歯科助手の受付業務はどんなことをする?



受付も歯科助手の仕事の一つ

歯科助手は、「助手」という言葉の通り、医師のそばについて治療をサポートするイメージがあるかもしれませんが、実際の業務内容は多岐に渡ります。

来院した患者さんの診察券を受け取り、診療後に会計をおこなう受付の仕事も、歯科助手が担う重要な業務の一つです。

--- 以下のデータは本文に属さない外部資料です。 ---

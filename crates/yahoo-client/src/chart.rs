//! Chart endpoint payloads and their conversion into [`PriceHistory`].

use analysis_core::{AnalysisError, PriceBar, PriceHistory};
use chrono::DateTime;
use serde::Deserialize;

#[derive(Debug, Deserialize)]
pub(crate) struct ChartEnvelope {
    pub chart: ChartBody,
}

#[derive(Debug, Deserialize)]
pub(crate) struct ChartBody {
    #[serde(default)]
    pub result: Option<Vec<ChartResult>>,
    #[serde(default)]
    pub error: Option<ChartError>,
}

#[derive(Debug, Deserialize)]
pub(crate) struct ChartError {
    pub code: String,
    #[serde(default)]
    pub description: Option<String>,
}

#[derive(Debug, Deserialize)]
pub(crate) struct ChartResult {
    #[serde(default)]
    pub meta: ChartMeta,
    #[serde(default)]
    pub timestamp: Vec<i64>,
    #[serde(default)]
    pub indicators: Indicators,
}

#[derive(Debug, Default, Deserialize)]
pub(crate) struct ChartMeta {
    /// Exchange offset from UTC in seconds.
    #[serde(default, rename = "gmtoffset")]
    pub gmt_offset: i64,
}

#[derive(Debug, Default, Deserialize)]
pub(crate) struct Indicators {
    #[serde(default)]
    pub quote: Vec<QuoteSeries>,
    #[serde(default)]
    pub adjclose: Vec<AdjCloseSeries>,
}

#[derive(Debug, Default, Deserialize)]
pub(crate) struct QuoteSeries {
    #[serde(default)]
    pub open: Vec<Option<f64>>,
    #[serde(default)]
    pub high: Vec<Option<f64>>,
    #[serde(default)]
    pub low: Vec<Option<f64>>,
    #[serde(default)]
    pub close: Vec<Option<f64>>,
    #[serde(default)]
    pub volume: Vec<Option<f64>>,
}

#[derive(Debug, Default, Deserialize)]
pub(crate) struct AdjCloseSeries {
    #[serde(default)]
    pub adjclose: Vec<Option<f64>>,
}

fn finite_at(series: &[Option<f64>], i: usize) -> Option<f64> {
    series.get(i).copied().flatten().filter(|v| v.is_finite())
}

/// Convert a chart payload into split/dividend adjusted bars.
///
/// Incomplete rows are dropped. A repeated date keeps the later row.
pub(crate) fn history_from_chart(envelope: ChartEnvelope) -> Result<PriceHistory, AnalysisError> {
    if let Some(err) = envelope.chart.error {
        tracing::debug!(
            "Yahoo chart error {}: {}",
            err.code,
            err.description.as_deref().unwrap_or("no description")
        );
        return Ok(PriceHistory::empty());
    }

    let Some(result) = envelope.chart.result.and_then(|r| r.into_iter().next()) else {
        return Ok(PriceHistory::empty());
    };

    let Some(quote) = result.indicators.quote.first() else {
        return Ok(PriceHistory::empty());
    };
    let adjclose = result
        .indicators
        .adjclose
        .first()
        .map(|a| a.adjclose.as_slice())
        .unwrap_or(&[]);

    let mut bars: Vec<PriceBar> = Vec::with_capacity(result.timestamp.len());
    let mut dropped = 0usize;

    for (i, &ts) in result.timestamp.iter().enumerate() {
        let (Some(open), Some(high), Some(low), Some(close)) = (
            finite_at(&quote.open, i),
            finite_at(&quote.high, i),
            finite_at(&quote.low, i),
            finite_at(&quote.close, i),
        ) else {
            dropped += 1;
            continue;
        };
        if close <= 0.0 {
            dropped += 1;
            continue;
        }
        let Some(local) = ts
            .checked_add(result.meta.gmt_offset)
            .and_then(|t| DateTime::from_timestamp(t, 0))
        else {
            dropped += 1;
            continue;
        };

        let ratio = match finite_at(adjclose, i) {
            Some(adj) if adj > 0.0 => adj / close,
            _ => 1.0,
        };
        let volume = finite_at(&quote.volume, i).unwrap_or(0.0).max(0.0) as u64;

        let bar = PriceBar {
            date: local.date_naive(),
            open: open * ratio,
            high: high * ratio,
            low: low * ratio,
            close: close * ratio,
            volume,
        };

        match bars.last_mut() {
            Some(last) if last.date == bar.date => *last = bar,
            Some(last) if last.date > bar.date => dropped += 1,
            _ => bars.push(bar),
        }
    }

    if dropped > 0 {
        tracing::debug!("Dropped {} incomplete chart rows", dropped);
    }

    PriceHistory::new(bars)
}
#[cfg(test)]
mod tests {
    use super::super::*;
    use analysis_core::{
        AnalysisError, HistoryProvider, Interval, NewsHeadline, NewsSource, Period, PriceBar,
        PriceHistory, Ticker,
    };
    use analysis_orchestrator::OrchestratorConfig;
    use async_trait::async_trait;
    use axum::body::Body;
    use axum::http::{header, Request, StatusCode};
    use chrono::{Days, NaiveDate};
    use serde_json::Value;
    use std::sync::atomic::{AtomicUsize, Ordering};
    use tower::ServiceExt;

    struct FakeHistory {
        bars: usize,
        fail: bool,
        calls: AtomicUsize,
    }

    #[async_trait]
    impl HistoryProvider for FakeHistory {
        async fn fetch(&self, _ticker: &Ticker, _period: Period, _interval: Interval) -> Result<PriceHistory, AnalysisError> {
            self.calls.fetch_add(1, Ordering::SeqCst);
            if self.fail {
                return Err(AnalysisError::ApiError("chart endpoint returned 502".to_string()));
            }
            let start = NaiveDate::from_ymd_opt(2024, 3, 1).unwrap();
            let bars = (0..self.bars)
                .map(|i| PriceBar::from_close(start + Days::new(i as u64), 100.0 + i as f64))
                .collect();
            PriceHistory::new(bars)
        }
    }

    struct FakeNews;

    #[async_trait]
    impl NewsSource for FakeNews {
        async fn headlines(&self, _ticker: &Ticker, _limit: usize) -> Result<Vec<NewsHeadline>, AnalysisError> {
            Ok(vec![NewsHeadline {
                title: "Analysts upgrade shares after strong quarter".to_string(),
                publisher: Some("Newswire".to_string()),
                link: Some("https://example.com/story".to_string()),
                published_at: None,
            }])
        }
    }

    fn app_with(history: Arc<FakeHistory>) -> Router {
        let orchestrator =
            DashboardOrchestrator::new(history, Arc::new(FakeNews), OrchestratorConfig::default());
        build_router(AppState::new(orchestrator, ServerConfig::default()))
    }

    fn provider(bars: usize, fail: bool) -> Arc<FakeHistory> {
        Arc::new(FakeHistory {
            bars,
            fail,
            calls: AtomicUsize::new(0),
        })
    }

    async fn get(app: Router, uri: &str) -> (StatusCode, axum::http::HeaderMap, Value) {
        let response = app
            .oneshot(Request::builder().uri(uri).body(Body::empty()).unwrap())
            .await
            .unwrap();
        let status = response.status();
        let headers = response.headers().clone();
        let bytes = axum::body::to_bytes(response.into_body(), usize::MAX).await.unwrap();
        let json = serde_json::from_slice(&bytes).unwrap_or(Value::Null);
        (status, headers, json)
    }

    #[tokio::test]
    async fn test_health() {
        let (status, headers, body) = get(app_with(provider(0, false)), "/api/health").await;
        assert_eq!(status, StatusCode::OK);
        assert_eq!(body["success"], true);
        assert_eq!(body["data"]["status"], "ok");
        assert_eq!(body["data"]["cached_histories"], 0);
        assert!(headers.contains_key("x-request-id"));
        assert_eq!(headers["x-content-type-options"], "nosniff");
        assert_eq!(headers["cache-control"], "no-store");
    }

    #[tokio::test]
    async fn test_request_id_is_echoed() {
        let response = app_with(provider(0, false))
            .oneshot(
                Request::builder()
                    .uri("/api/health")
                    .header("x-request-id", "abc-123")
                    .body(Body::empty())
                    .unwrap(),
            )
            .await
            .unwrap();
        assert_eq!(response.headers()["x-request-id"], "abc-123");
    }

    #[tokio::test]
    async fn test_dashboard_with_defaults() {
        let (status, _, body) = get(app_with(provider(40, false)), "/api/dashboard").await;
        assert_eq!(status, StatusCode::OK);

        let data = &body["data"];
        assert_eq!(data["ticker"], "AAPL");
        assert_eq!(data["period"], "1mo");
        assert_eq!(data["interval"], "1d");
        assert_eq!(data["horizon_days"], DEFAULT_HORIZON_DAYS);

        assert_eq!(data["history"]["available"], true);
        assert_eq!(data["history"]["bars"].as_array().unwrap().len(), 40);

        let forecast = &data["forecast"];
        assert_eq!(forecast["available"], true);
        assert!(forecast["message"].is_null());
        let points = forecast["points"].as_array().unwrap();
        assert_eq!(points.len(), DEFAULT_HORIZON_DAYS);
        // Last bar is 2024-04-09
        assert_eq!(points[0]["date"], "2024-04-10");
        assert_eq!(forecast["bands"].as_array().unwrap().len(), DEFAULT_HORIZON_DAYS);

        let headlines = data["sentiment"]["headlines"].as_array().unwrap();
        assert_eq!(headlines.len(), 1);
        assert!(headlines[0]["polarity"].as_f64().unwrap() > 0.0);
    }

    #[tokio::test]
    async fn test_forecast_endpoint_respects_horizon() {
        let (status, _, body) = get(
            app_with(provider(30, false)),
            "/api/forecast?ticker=msft&period=1y&interval=1d&horizon=5",
        )
        .await;
        assert_eq!(status, StatusCode::OK);
        assert_eq!(body["data"]["ticker"], "MSFT");
        assert_eq!(body["data"]["period"], "1y");
        let points = body["data"]["forecast"]["points"].as_array().unwrap();
        assert_eq!(points.len(), 5);
        assert!(points[0]["value"].as_f64().unwrap() > 129.0);
    }

    #[tokio::test]
    async fn test_short_history_has_forecast_notice() {
        let (_, _, body) = get(app_with(provider(5, false)), "/api/forecast?horizon=10").await;
        let data = &body["data"];
        assert_eq!(data["history"]["available"], true);
        assert_eq!(data["forecast"]["available"], false);
        assert_eq!(data["forecast"]["message"], NO_FORECAST_MESSAGE);
        assert!(data["forecast"]["points"].as_array().unwrap().is_empty());
    }

    #[tokio::test]
    async fn test_history_failure_degrades_only_its_panes() {
        let (status, _, body) = get(app_with(provider(0, true)), "/api/dashboard?ticker=IBM").await;
        assert_eq!(status, StatusCode::OK);
        let data = &body["data"];
        assert_eq!(data["history"]["message"], NO_HISTORY_MESSAGE);
        assert_eq!(data["forecast"]["message"], NO_FORECAST_MESSAGE);
        assert_eq!(data["sentiment"]["available"], true);
    }

    #[tokio::test]
    async fn test_invalid_ticker_yields_empty_panes_without_fetching() {
        let history = provider(40, false);
        let (status, _, body) = get(app_with(history.clone()), "/api/dashboard?ticker=%24%24%24").await;
        assert_eq!(status, StatusCode::OK);
        let data = &body["data"];
        assert_eq!(data["ticker"], "$$$");
        assert_eq!(data["history"]["message"], NO_HISTORY_MESSAGE);
        assert_eq!(data["forecast"]["message"], NO_FORECAST_MESSAGE);
        assert_eq!(data["sentiment"]["message"], NO_NEWS_MESSAGE);
        assert_eq!(history.calls.load(Ordering::SeqCst), 0);
    }

    #[tokio::test]
    async fn test_bad_parameters_are_400() {
        for uri in [
            "/api/dashboard?horizon=0",
            "/api/dashboard?horizon=366",
            "/api/forecast?horizon=abc",
            "/api/history?period=2w",
            "/api/history?interval=1h",
        ] {
            let (status, _, body) = get(app_with(provider(40, false)), uri).await;
            assert_eq!(status, StatusCode::BAD_REQUEST, "{}", uri);
            assert_eq!(body["success"], false);
            assert!(body["error"].as_str().unwrap().starts_with("Invalid"));
        }
    }

    #[tokio::test]
    async fn test_history_is_cached_across_endpoints() {
        let history = provider(20, false);
        let app = app_with(history.clone());
        get(app.clone(), "/api/history?ticker=NVDA").await;
        get(app.clone(), "/api/forecast?ticker=NVDA").await;
        let (_, _, health) = get(app, "/api/health").await;
        assert_eq!(history.calls.load(Ordering::SeqCst), 1);
        assert_eq!(health["data"]["cached_histories"], 1);
    }

    #[tokio::test]
    async fn test_sentiment_endpoint() {
        let (_, _, body) = get(app_with(provider(0, false)), "/api/sentiment?ticker=tsla").await;
        let pane = &body["data"]["sentiment"];
        assert_eq!(body["data"]["ticker"], "TSLA");
        assert_eq!(pane["available"], true);
        assert_eq!(pane["headlines"][0]["publisher"], "Newswire");
    }

    #[tokio::test]
    async fn test_index_page_is_served() {
        let response = app_with(provider(0, false))
            .oneshot(Request::builder().uri("/").body(Body::empty()).unwrap())
            .await
            .unwrap();
        assert_eq!(response.status(), StatusCode::OK);
        assert!(response.headers()[header::CONTENT_TYPE]
            .to_str()
            .unwrap()
            .starts_with("text/html"));
    }

    #[tokio::test]
    async fn test_unknown_asset_is_404() {
        let (status, _, _) = get(app_with(provider(0, false)), "/assets/missing.js").await;
        assert_eq!(status, StatusCode::NOT_FOUND);
    }
}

受付と助手の仕事をきっちりと分けて採用する歯科医院もありますが、小さな規模の歯科医院では歯科助手が受付を兼務していることが比較的多いので、受付の仕事についても学んでおく必要があります。

歯科助手の受付業務の内容

受付のおもな仕事は、来院受付・会計・予約管理・電話応対・カルテ管理などです。

仕事の流れとしては、まず来院した患者さんの診察券と健康保険証を預かり、予約内容を確認するところから始めます。

このとき、保険証の更新や変更がないか、他の病院からの紹介状の有無などをチェックし、変更点があった場合はカルテの内容を更新します。

初診の患者さんには問診票の記入を依頼し、どんな症状で来院したか簡単に質問します。

来院受付が終了したら、診療の順番が来た患者さんを診察台に案内します。

受付業務の間に患者さんから予約や問い合わせの電話があれば、応対します。

診療が終わった後、医師が診察・処置内容をカルテに入力するので、その情報をもとに患者さまの医療費の負担分を計算・請求し、一通りの流れが完了します。

受付は患者さんが来院して最初に顔を合わせる存在なので、医院の印象を左右する重要なポジションです。

また、治療にあたる医師や歯科衛生士などの診療スタッフが仕事をしやすいように予約を組み込み、調整する役割も担います。

受付に求められるもの

受付をしていると、患者さんに治療に関するさまざまなことを聞かれます。

たとえば、以下のようなことを質問されます。

・処方箋はどのタイミングで飲むのか?
・抜歯した後はお風呂に入ってもいいのか?
・麻酔はどのくらい効いているのか?
・治療後は何時間後に食事をとれるのか?

もしも「分からないので聞いてきます」と慌ててしまうと、患者さんに不安を与えてしまうことがあります。

受付業務においても、診療アシスタント業務と同様に、歯科の専門知識や診療の流れをきちんと把握しなければなりません。

また、患者さんを待たせてしまわないよう素早く正確にこなす必要がありますが、その反面、一人ひとりに丁寧な応対をすることも大切です。

迅速さと丁寧さを兼ね揃えた受付業務が求められます。

予約の患者さんの応対だけでなく、電話が鳴ったり急患が来たりすることもありますが、どんなに忙しくても患者さんに安心感を抱いてもらえるような応対を忘れてはいけません。

相手がどのような人であっても笑顔で応対し、常に目配りや気配りをするのはとても神経を使うでしょう。

しかし、不安を抱えて来院した患者さんが、治療を終え安心して帰る姿を見たり、感謝の言葉をもらえたりしたときは、大きなやりがいを感じられるでしょう。